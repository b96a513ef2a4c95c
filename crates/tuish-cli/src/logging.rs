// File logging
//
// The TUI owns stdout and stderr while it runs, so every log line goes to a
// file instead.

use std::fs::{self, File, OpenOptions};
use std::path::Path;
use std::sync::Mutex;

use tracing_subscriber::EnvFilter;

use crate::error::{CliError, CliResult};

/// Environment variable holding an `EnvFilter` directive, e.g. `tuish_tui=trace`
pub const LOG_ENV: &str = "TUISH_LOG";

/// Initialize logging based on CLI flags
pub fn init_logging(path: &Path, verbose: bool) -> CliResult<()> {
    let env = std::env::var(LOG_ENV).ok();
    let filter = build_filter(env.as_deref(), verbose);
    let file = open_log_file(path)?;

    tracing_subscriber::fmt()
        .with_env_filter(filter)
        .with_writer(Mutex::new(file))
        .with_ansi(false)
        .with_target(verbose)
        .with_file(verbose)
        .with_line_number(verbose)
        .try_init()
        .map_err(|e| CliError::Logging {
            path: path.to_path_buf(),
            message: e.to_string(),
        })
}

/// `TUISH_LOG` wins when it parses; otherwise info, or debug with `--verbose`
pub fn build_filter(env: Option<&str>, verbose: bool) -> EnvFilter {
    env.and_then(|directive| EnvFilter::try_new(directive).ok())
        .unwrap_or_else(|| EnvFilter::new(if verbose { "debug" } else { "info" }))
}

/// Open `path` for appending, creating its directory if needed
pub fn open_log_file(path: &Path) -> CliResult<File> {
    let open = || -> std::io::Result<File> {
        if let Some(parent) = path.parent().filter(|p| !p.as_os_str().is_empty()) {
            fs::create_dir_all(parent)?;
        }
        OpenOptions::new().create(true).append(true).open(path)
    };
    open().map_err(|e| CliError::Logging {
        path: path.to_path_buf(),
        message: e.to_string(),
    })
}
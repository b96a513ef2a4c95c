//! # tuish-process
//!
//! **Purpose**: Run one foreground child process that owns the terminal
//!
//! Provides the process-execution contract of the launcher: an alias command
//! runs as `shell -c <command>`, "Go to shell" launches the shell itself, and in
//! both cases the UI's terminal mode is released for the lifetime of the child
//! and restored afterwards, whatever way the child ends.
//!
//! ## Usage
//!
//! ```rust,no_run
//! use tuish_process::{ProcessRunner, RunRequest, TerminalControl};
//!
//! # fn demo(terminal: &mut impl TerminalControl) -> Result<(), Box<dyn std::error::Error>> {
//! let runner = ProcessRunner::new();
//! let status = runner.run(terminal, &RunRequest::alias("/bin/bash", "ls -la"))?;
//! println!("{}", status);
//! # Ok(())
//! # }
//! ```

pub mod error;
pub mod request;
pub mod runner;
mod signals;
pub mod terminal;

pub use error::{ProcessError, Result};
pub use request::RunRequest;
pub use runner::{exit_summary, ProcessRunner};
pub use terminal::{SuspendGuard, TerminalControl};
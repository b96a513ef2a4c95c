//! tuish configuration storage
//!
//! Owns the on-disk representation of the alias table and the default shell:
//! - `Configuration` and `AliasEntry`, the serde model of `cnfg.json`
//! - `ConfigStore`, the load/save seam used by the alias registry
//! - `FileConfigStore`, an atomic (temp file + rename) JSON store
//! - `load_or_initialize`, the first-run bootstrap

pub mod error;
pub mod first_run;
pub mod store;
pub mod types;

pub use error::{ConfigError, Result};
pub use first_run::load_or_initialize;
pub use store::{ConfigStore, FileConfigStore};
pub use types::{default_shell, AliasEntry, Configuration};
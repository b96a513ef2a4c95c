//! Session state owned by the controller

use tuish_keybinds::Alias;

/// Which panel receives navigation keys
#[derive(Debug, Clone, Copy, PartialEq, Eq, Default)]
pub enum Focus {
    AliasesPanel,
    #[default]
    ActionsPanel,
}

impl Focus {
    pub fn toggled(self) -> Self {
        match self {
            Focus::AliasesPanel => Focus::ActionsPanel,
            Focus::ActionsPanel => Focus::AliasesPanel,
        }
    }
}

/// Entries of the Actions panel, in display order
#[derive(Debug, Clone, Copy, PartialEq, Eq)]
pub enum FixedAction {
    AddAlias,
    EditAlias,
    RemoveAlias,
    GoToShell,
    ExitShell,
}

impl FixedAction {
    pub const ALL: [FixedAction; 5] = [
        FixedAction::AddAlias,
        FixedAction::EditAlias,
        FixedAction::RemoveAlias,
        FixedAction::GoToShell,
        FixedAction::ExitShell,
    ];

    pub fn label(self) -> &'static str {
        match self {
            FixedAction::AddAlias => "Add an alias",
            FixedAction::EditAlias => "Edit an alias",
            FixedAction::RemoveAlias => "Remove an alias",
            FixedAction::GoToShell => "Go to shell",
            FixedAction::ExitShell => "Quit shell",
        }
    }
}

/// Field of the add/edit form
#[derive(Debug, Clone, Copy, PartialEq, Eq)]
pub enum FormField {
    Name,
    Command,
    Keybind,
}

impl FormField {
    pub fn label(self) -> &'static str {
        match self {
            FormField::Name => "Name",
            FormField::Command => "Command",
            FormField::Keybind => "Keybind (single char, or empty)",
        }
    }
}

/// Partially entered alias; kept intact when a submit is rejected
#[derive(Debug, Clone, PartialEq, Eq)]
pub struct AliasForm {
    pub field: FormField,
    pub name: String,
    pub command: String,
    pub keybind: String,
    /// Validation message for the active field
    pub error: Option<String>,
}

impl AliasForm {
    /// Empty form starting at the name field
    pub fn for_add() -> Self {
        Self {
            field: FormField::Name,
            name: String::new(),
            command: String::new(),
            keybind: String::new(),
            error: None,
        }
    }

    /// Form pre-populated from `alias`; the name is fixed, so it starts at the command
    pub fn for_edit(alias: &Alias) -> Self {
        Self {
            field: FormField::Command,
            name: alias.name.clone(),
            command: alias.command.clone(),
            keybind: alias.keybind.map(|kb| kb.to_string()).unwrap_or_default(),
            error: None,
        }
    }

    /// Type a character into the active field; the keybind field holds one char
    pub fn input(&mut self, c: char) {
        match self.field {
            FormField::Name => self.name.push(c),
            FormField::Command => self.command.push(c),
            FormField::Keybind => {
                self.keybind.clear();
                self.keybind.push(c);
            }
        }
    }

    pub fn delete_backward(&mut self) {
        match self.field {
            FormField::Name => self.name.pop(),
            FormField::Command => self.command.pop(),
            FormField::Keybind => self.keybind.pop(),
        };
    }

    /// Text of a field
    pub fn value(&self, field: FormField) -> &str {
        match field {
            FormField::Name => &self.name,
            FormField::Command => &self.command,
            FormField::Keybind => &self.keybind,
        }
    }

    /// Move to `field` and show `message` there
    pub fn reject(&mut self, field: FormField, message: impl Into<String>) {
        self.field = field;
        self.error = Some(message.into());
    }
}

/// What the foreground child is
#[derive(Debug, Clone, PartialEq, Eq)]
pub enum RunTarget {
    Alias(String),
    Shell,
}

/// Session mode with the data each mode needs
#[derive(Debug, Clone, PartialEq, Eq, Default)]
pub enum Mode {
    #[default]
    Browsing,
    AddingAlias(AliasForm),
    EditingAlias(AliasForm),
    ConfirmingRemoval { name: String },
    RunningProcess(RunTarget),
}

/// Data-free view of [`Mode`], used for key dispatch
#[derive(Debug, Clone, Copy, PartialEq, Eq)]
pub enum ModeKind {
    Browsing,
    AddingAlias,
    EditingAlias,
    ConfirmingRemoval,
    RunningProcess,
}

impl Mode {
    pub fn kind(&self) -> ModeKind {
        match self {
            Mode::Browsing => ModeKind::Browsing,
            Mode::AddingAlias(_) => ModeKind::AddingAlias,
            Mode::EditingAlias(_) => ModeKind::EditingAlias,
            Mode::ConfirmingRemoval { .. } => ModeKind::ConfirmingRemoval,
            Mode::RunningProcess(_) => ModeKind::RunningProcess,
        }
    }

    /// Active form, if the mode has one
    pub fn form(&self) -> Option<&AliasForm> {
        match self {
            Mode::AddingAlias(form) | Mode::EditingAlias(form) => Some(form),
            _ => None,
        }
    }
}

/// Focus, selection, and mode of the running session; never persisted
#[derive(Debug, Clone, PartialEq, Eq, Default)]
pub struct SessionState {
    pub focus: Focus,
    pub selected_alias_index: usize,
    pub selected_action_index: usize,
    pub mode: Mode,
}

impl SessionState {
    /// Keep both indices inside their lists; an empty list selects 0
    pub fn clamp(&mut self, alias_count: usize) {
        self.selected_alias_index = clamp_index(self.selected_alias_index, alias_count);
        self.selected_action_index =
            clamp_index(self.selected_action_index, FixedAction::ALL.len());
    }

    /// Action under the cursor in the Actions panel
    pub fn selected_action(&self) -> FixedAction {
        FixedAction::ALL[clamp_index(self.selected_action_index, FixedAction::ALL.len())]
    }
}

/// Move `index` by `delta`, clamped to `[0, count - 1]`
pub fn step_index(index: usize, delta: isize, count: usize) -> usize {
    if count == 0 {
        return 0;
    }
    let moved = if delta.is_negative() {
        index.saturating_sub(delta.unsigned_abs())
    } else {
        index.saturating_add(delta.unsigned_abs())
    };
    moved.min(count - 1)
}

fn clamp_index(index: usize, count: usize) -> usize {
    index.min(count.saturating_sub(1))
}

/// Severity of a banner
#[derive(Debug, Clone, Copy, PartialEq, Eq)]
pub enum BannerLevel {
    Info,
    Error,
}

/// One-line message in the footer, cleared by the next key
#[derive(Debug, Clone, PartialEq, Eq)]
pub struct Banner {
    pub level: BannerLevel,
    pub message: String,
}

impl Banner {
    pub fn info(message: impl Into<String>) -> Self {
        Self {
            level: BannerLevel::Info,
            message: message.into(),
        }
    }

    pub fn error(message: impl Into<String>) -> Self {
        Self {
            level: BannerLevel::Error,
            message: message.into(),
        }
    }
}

+===+

_Exercise prompt_.
From the data above, pick out each line containing "push" and copy it.

_Solved problem_.
            FormField::Name => self.name.push(c),
            FormField::Command => self.command.push(c),
                self.keybind.push(c);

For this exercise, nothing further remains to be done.